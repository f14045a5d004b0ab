//! Shared state: user settings plus the latest computed outputs.
//!
//! One coarse lock guards the whole record. The console mutates settings
//! through the methods below, the scheduler writes outputs and the
//! synchronizer reads them. Nobody holds the lock across I/O.

use casecontrol_hw::Rgb;
use serde::{Deserialize, Serialize};
use std::collections::BTreeMap;
use std::path::{Path, PathBuf};
use std::sync::{Mutex, MutexGuard, PoisonError};
use tracing::{debug, info, warn};

use crate::modes::{blank_text, mode_names, CaseMode, LcdMode, LcdText};

/// Current settings file format.
pub const SETTINGS_VERSION: u32 = 1;

/// Fade tick range.
pub const FADE_TICKS_MIN: u32 = 10;
pub const FADE_TICKS_MAX: u32 = 200;

/// Pause tick range.
pub const PAUSE_TICKS_MIN: u32 = 0;
pub const PAUSE_TICKS_MAX: u32 = 200;

/// Errors from user requests. State is left unchanged when one is returned.
#[derive(Debug, Clone, PartialEq, Eq, thiserror::Error)]
pub enum StateError {
    #[error("Unknown case mode '{0}', expected one of: {modes}", modes = mode_names(&CaseMode::ALL))]
    UnknownCaseMode(String),

    #[error("Unknown LCD mode '{0}', expected one of: {modes}", modes = mode_names(&LcdMode::ALL))]
    UnknownLcdMode(String),

    #[error("Invalid color '{0}', use R/G/B, #RRGGBB or a color name")]
    InvalidColor(String),

    #[error("Invalid index {index}, the fade list has {len} colors")]
    FadeIndexOutOfRange { index: usize, len: usize },

    #[error("No saved fade set named '{0}'")]
    UnknownFadeSet(String),

    #[error("Cannot save an empty fade list")]
    EmptyFadeList,
}

/// Settings persisted across restarts.
#[derive(Debug, Clone, PartialEq, Eq, Serialize, Deserialize)]
pub struct Settings {
    /// File format version.
    pub version: u32,

    #[serde(default)]
    pub case_mode: CaseMode,

    #[serde(default)]
    pub case_static_color: Rgb,

    #[serde(default)]
    pub case_fade_colors: Vec<Rgb>,

    /// Ticks to interpolate between two fade colors (10-200).
    #[serde(default = "default_fade_ticks")]
    pub case_fade_ticks: u32,

    /// Ticks to hold each fade color (0-200).
    #[serde(default = "default_pause_ticks")]
    pub case_pause_ticks: u32,

    #[serde(default)]
    pub lcd_mode: LcdMode,

    #[serde(default)]
    pub lcd_static_color: Rgb,

    /// Named copies of fade lists. Kept last so it serializes as a table.
    #[serde(default)]
    pub saved_fade_sets: BTreeMap<String, Vec<Rgb>>,
}

fn default_fade_ticks() -> u32 {
    50
}

fn default_pause_ticks() -> u32 {
    50
}

impl Default for Settings {
    fn default() -> Self {
        Self {
            version: SETTINGS_VERSION,
            case_mode: CaseMode::default(),
            case_static_color: Rgb::BLACK,
            case_fade_colors: Vec::new(),
            case_fade_ticks: default_fade_ticks(),
            case_pause_ticks: default_pause_ticks(),
            lcd_mode: LcdMode::default(),
            lcd_static_color: Rgb::BLACK,
            saved_fade_sets: BTreeMap::new(),
        }
    }
}

impl Settings {
    /// Brings tick counts back into range.
    fn sanitize(&mut self) {
        self.case_fade_ticks = clamp_ticks(
            i64::from(self.case_fade_ticks),
            FADE_TICKS_MIN,
            FADE_TICKS_MAX,
        );
        self.case_pause_ticks = clamp_ticks(
            i64::from(self.case_pause_ticks),
            PAUSE_TICKS_MIN,
            PAUSE_TICKS_MAX,
        );
    }

    /// Parses settings from a file's contents, rejecting other versions.
    fn from_toml(content: &str) -> anyhow::Result<Self> {
        let mut settings: Settings = toml::from_str(content)?;
        if settings.version != SETTINGS_VERSION {
            anyhow::bail!(
                "unsupported settings version {} (expected {})",
                settings.version,
                SETTINGS_VERSION
            );
        }
        settings.sanitize();
        Ok(settings)
    }
}

fn clamp_ticks(value: i64, min: u32, max: u32) -> u32 {
    value.clamp(i64::from(min), i64::from(max)) as u32
}

fn parse_color(input: &str) -> Result<Rgb, StateError> {
    input
        .parse()
        .map_err(|_| StateError::InvalidColor(input.trim().to_string()))
}

/// Latest computed outputs. Written by the scheduler only.
#[derive(Debug, Clone, PartialEq, Eq)]
pub struct Output {
    pub case_color: Rgb,
    pub lcd_color: Rgb,
    pub lcd_text: LcdText,
}

impl Default for Output {
    fn default() -> Self {
        Self {
            case_color: Rgb::BLACK,
            lcd_color: Rgb::BLACK,
            lcd_text: blank_text(),
        }
    }
}

struct Record {
    settings: Settings,
    output: Output,
}

/// The state shared by the console, the scheduler and the synchronizer.
pub struct SharedState {
    record: Mutex<Record>,

    /// Where settings are persisted, if anywhere
    state_file: Option<PathBuf>,
}

impl SharedState {
    /// Creates state from settings.
    pub fn new(mut settings: Settings, state_file: Option<PathBuf>) -> Self {
        settings.sanitize();
        Self {
            record: Mutex::new(Record {
                settings,
                output: Output::default(),
            }),
            state_file,
        }
    }

    /// Creates state that is never written to disk.
    #[cfg(test)]
    pub fn in_memory() -> Self {
        Self::new(Settings::default(), None)
    }

    /// Loads settings from the state file, falling back to defaults when
    /// the file is missing, unreadable or from another version.
    pub fn load<P: AsRef<Path>>(state_file: P) -> Self {
        let path = state_file.as_ref();
        let settings = match std::fs::read_to_string(path) {
            Ok(content) => match Settings::from_toml(&content) {
                Ok(settings) => {
                    info!("Loaded settings from {:?}", path);
                    settings
                }
                Err(e) => {
                    warn!("Discarding saved settings in {:?}: {}", path, e);
                    Settings::default()
                }
            },
            Err(e) if e.kind() == std::io::ErrorKind::NotFound => {
                info!("No saved settings at {:?}, using defaults", path);
                Settings::default()
            }
            Err(e) => {
                warn!("Failed to read saved settings {:?}: {}", path, e);
                Settings::default()
            }
        };
        Self::new(settings, Some(path.to_path_buf()))
    }

    fn lock(&self) -> MutexGuard<'_, Record> {
        self.record.lock().unwrap_or_else(PoisonError::into_inner)
    }

    /// Writes the settings to the state file.
    pub fn save(&self) {
        let Some(path) = &self.state_file else {
            return;
        };
        let settings = self.settings();

        if let Some(parent) = path.parent().filter(|p| !p.as_os_str().is_empty()) {
            if let Err(e) = std::fs::create_dir_all(parent) {
                warn!("Failed to create state directory {:?}: {}", parent, e);
                return;
            }
        }
        match toml::to_string_pretty(&settings) {
            Ok(content) => {
                if let Err(e) = std::fs::write(path, content) {
                    warn!("Failed to save settings: {}", e);
                } else {
                    debug!("Saved settings to {:?}", path);
                }
            }
            Err(e) => {
                warn!("Failed to serialize settings: {}", e);
            }
        }
    }

    /// Applies a settings change that cannot fail and persists it.
    fn update_with<F>(&self, f: F)
    where
        F: FnOnce(&mut Settings),
    {
        f(&mut self.lock().settings);
        self.save();
    }

    /// Applies a settings change and persists it if it succeeded.
    fn update<T, F>(&self, f: F) -> Result<T, StateError>
    where
        F: FnOnce(&mut Settings) -> Result<T, StateError>,
    {
        let result = {
            let mut record = self.lock();
            f(&mut record.settings)
        }?;
        self.save();
        Ok(result)
    }

    /// Returns a copy of the settings.
    pub fn settings(&self) -> Settings {
        self.lock().settings.clone()
    }

    /// Returns a copy of the latest outputs.
    pub fn output(&self) -> Output {
        self.lock().output.clone()
    }

    /// Stores freshly computed outputs.
    pub fn set_output(&self, output: Output) {
        self.lock().output = output;
    }

    /// Returns the selected LCD mode.
    pub fn lcd_mode(&self) -> LcdMode {
        self.lock().settings.lcd_mode
    }

    /// Selects the case lighting mode by name.
    pub fn set_case_mode(&self, name: &str) -> Result<CaseMode, StateError> {
        let mode: CaseMode = name.parse()?;
        self.update(|settings| {
            settings.case_mode = mode;
            Ok(mode)
        })?;
        info!("Case mode set to {}", mode);
        Ok(mode)
    }

    /// Selects the LCD mode by name.
    pub fn set_lcd_mode(&self, name: &str) -> Result<LcdMode, StateError> {
        let mode: LcdMode = name.parse()?;
        self.update(|settings| {
            settings.lcd_mode = mode;
            Ok(mode)
        })?;
        info!("LCD mode set to {}", mode);
        Ok(mode)
    }

    /// Sets the static case color.
    pub fn set_case_color(&self, color: &str) -> Result<Rgb, StateError> {
        let color = parse_color(color)?;
        self.update(|settings| {
            settings.case_static_color = color;
            Ok(color)
        })
    }

    /// Sets the static LCD color.
    pub fn set_lcd_color(&self, color: &str) -> Result<Rgb, StateError> {
        let color = parse_color(color)?;
        self.update(|settings| {
            settings.lcd_static_color = color;
            Ok(color)
        })
    }

    /// Appends a fade color, returning the new list length.
    pub fn add_fade_color(&self, color: &str) -> Result<usize, StateError> {
        let color = parse_color(color)?;
        self.update(|settings| {
            settings.case_fade_colors.push(color);
            Ok(settings.case_fade_colors.len())
        })
    }

    /// Removes the fade color at `index`.
    pub fn remove_fade_color(&self, index: usize) -> Result<Rgb, StateError> {
        self.update(|settings| {
            let len = settings.case_fade_colors.len();
            if index >= len {
                return Err(StateError::FadeIndexOutOfRange { index, len });
            }
            Ok(settings.case_fade_colors.remove(index))
        })
    }

    /// Empties the active fade list.
    pub fn clear_fade_colors(&self) {
        self.update_with(|settings| settings.case_fade_colors.clear());
    }

    /// Sets the fade ticks, clamped to 10-200. Returns the stored value.
    pub fn set_fade_ticks(&self, ticks: i64) -> u32 {
        let ticks = clamp_ticks(ticks, FADE_TICKS_MIN, FADE_TICKS_MAX);
        self.update_with(|settings| settings.case_fade_ticks = ticks);
        ticks
    }

    /// Sets the pause ticks, clamped to 0-200. Returns the stored value.
    pub fn set_pause_ticks(&self, ticks: i64) -> u32 {
        let ticks = clamp_ticks(ticks, PAUSE_TICKS_MIN, PAUSE_TICKS_MAX);
        self.update_with(|settings| settings.case_pause_ticks = ticks);
        ticks
    }

    /// Saves the active fade list under `name`, replacing any set with
    /// that name. Returns the number of colors saved.
    pub fn save_fade_set(&self, name: &str) -> Result<usize, StateError> {
        self.update(|settings| {
            if settings.case_fade_colors.is_empty() {
                return Err(StateError::EmptyFadeList);
            }
            let colors = settings.case_fade_colors.clone();
            let len = colors.len();
            settings.saved_fade_sets.insert(name.to_string(), colors);
            Ok(len)
        })
    }

    /// Replaces the active fade list with a saved set.
    pub fn load_fade_set(&self, name: &str) -> Result<usize, StateError> {
        self.update(|settings| {
            let colors = settings
                .saved_fade_sets
                .get(name)
                .cloned()
                .ok_or_else(|| StateError::UnknownFadeSet(name.to_string()))?;
            let len = colors.len();
            settings.case_fade_colors = colors;
            Ok(len)
        })
    }

    /// Deletes a saved set.
    pub fn delete_fade_set(&self, name: &str) -> Result<(), StateError> {
        self.update(|settings| {
            settings
                .saved_fade_sets
                .remove(name)
                .map(|_| ())
                .ok_or_else(|| StateError::UnknownFadeSet(name.to_string()))
        })
    }

    /// Lists saved sets by name.
    pub fn fade_sets(&self) -> Vec<(String, Vec<Rgb>)> {
        self.lock()
            .settings
            .saved_fade_sets
            .iter()
            .map(|(name, colors)| (name.clone(), colors.clone()))
            .collect()
    }
}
*****
▶ _Task directions_
What is the number of lines above that hold the word "console"? Answer with that number alone.

▶ _Solved problem_
2